Collected data entries:
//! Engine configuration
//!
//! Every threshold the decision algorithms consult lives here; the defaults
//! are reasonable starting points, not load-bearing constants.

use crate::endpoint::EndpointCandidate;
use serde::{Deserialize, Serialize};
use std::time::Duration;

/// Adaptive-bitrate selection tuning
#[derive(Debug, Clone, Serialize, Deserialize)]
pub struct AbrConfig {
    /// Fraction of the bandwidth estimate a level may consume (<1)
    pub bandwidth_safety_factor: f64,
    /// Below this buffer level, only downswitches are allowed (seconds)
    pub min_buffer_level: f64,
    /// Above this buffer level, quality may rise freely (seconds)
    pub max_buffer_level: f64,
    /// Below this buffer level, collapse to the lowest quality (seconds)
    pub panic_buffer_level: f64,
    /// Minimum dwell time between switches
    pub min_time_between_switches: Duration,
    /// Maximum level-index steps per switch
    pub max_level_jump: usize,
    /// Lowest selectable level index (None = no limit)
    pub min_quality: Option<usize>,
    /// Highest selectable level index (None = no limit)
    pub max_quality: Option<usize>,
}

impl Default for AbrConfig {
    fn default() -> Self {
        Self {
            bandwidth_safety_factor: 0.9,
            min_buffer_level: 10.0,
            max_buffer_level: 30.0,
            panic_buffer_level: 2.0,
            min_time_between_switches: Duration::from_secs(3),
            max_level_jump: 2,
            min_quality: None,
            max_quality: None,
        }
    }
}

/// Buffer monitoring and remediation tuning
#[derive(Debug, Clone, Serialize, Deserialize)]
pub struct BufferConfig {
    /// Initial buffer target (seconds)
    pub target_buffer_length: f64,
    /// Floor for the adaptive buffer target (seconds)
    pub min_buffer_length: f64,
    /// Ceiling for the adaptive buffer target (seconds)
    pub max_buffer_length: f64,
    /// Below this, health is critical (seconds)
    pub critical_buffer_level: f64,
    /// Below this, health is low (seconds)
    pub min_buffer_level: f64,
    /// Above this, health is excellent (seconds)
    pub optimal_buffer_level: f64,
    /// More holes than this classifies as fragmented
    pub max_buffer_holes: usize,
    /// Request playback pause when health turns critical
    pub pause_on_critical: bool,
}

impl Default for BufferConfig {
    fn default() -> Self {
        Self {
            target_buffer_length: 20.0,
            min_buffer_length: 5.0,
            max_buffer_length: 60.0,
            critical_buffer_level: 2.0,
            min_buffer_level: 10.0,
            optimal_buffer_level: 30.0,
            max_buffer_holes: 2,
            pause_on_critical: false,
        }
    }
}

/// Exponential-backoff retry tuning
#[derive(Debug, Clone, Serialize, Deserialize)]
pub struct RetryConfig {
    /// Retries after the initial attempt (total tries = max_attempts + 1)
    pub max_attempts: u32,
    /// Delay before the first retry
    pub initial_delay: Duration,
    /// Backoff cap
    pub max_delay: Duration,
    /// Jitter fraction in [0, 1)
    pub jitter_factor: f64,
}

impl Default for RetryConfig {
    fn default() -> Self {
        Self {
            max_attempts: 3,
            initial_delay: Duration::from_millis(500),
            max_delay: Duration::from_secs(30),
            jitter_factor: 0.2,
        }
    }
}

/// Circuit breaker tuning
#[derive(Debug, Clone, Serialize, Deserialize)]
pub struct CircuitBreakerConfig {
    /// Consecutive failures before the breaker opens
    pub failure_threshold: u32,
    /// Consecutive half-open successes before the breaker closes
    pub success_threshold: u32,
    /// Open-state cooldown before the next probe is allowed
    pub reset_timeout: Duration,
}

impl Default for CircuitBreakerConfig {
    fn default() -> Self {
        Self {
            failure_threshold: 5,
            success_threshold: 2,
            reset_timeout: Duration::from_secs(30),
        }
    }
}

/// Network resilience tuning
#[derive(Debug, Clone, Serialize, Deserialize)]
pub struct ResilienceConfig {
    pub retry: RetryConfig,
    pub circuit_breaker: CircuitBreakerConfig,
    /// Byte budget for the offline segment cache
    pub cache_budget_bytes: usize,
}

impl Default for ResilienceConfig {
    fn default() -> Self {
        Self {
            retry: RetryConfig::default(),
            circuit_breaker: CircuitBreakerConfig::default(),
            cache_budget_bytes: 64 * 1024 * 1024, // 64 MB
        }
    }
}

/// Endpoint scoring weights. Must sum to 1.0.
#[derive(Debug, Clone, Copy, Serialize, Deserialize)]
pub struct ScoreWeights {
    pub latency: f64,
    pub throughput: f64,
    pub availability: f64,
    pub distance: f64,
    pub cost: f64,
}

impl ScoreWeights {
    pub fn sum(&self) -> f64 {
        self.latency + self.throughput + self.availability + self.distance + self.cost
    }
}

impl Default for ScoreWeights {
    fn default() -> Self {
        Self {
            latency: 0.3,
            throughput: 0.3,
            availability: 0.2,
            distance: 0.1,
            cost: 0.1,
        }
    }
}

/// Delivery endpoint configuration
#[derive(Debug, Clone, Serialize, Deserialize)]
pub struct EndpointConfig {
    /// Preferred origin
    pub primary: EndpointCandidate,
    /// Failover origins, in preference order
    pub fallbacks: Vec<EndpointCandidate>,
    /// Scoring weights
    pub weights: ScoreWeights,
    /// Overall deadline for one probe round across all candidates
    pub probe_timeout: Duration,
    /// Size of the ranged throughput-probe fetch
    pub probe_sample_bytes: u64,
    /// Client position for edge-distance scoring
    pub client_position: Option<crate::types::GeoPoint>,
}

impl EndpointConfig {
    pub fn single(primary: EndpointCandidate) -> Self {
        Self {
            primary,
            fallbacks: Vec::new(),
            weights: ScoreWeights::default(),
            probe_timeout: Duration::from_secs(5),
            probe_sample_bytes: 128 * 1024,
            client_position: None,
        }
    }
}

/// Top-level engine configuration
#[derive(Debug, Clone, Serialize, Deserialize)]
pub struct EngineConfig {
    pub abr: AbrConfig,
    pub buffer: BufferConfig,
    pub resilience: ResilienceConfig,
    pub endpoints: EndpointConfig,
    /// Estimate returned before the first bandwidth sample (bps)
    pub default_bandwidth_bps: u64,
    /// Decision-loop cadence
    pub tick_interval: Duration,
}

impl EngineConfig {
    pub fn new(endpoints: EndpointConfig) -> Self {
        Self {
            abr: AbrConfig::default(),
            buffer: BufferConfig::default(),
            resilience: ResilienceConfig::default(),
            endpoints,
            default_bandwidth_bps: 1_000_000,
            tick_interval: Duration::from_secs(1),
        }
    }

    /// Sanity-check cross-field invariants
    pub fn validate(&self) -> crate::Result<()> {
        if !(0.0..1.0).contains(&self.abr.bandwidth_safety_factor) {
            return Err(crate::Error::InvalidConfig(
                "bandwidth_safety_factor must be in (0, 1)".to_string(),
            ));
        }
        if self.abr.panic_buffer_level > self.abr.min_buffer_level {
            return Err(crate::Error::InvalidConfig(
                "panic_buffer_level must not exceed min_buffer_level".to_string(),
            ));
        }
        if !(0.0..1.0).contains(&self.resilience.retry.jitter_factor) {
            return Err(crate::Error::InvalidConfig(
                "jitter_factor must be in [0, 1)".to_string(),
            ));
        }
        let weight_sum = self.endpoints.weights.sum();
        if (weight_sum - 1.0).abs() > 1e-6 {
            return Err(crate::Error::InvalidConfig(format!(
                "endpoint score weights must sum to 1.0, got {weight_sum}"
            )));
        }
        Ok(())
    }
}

• [Required action]: Scan the records for the string "distance" and show every line that contains it.

• [Output below]:
    pub distance: f64,
        self.latency + self.throughput + self.availability + self.distance + self.cost
            distance: 0.1,
    /// Client position for edge-distance scoring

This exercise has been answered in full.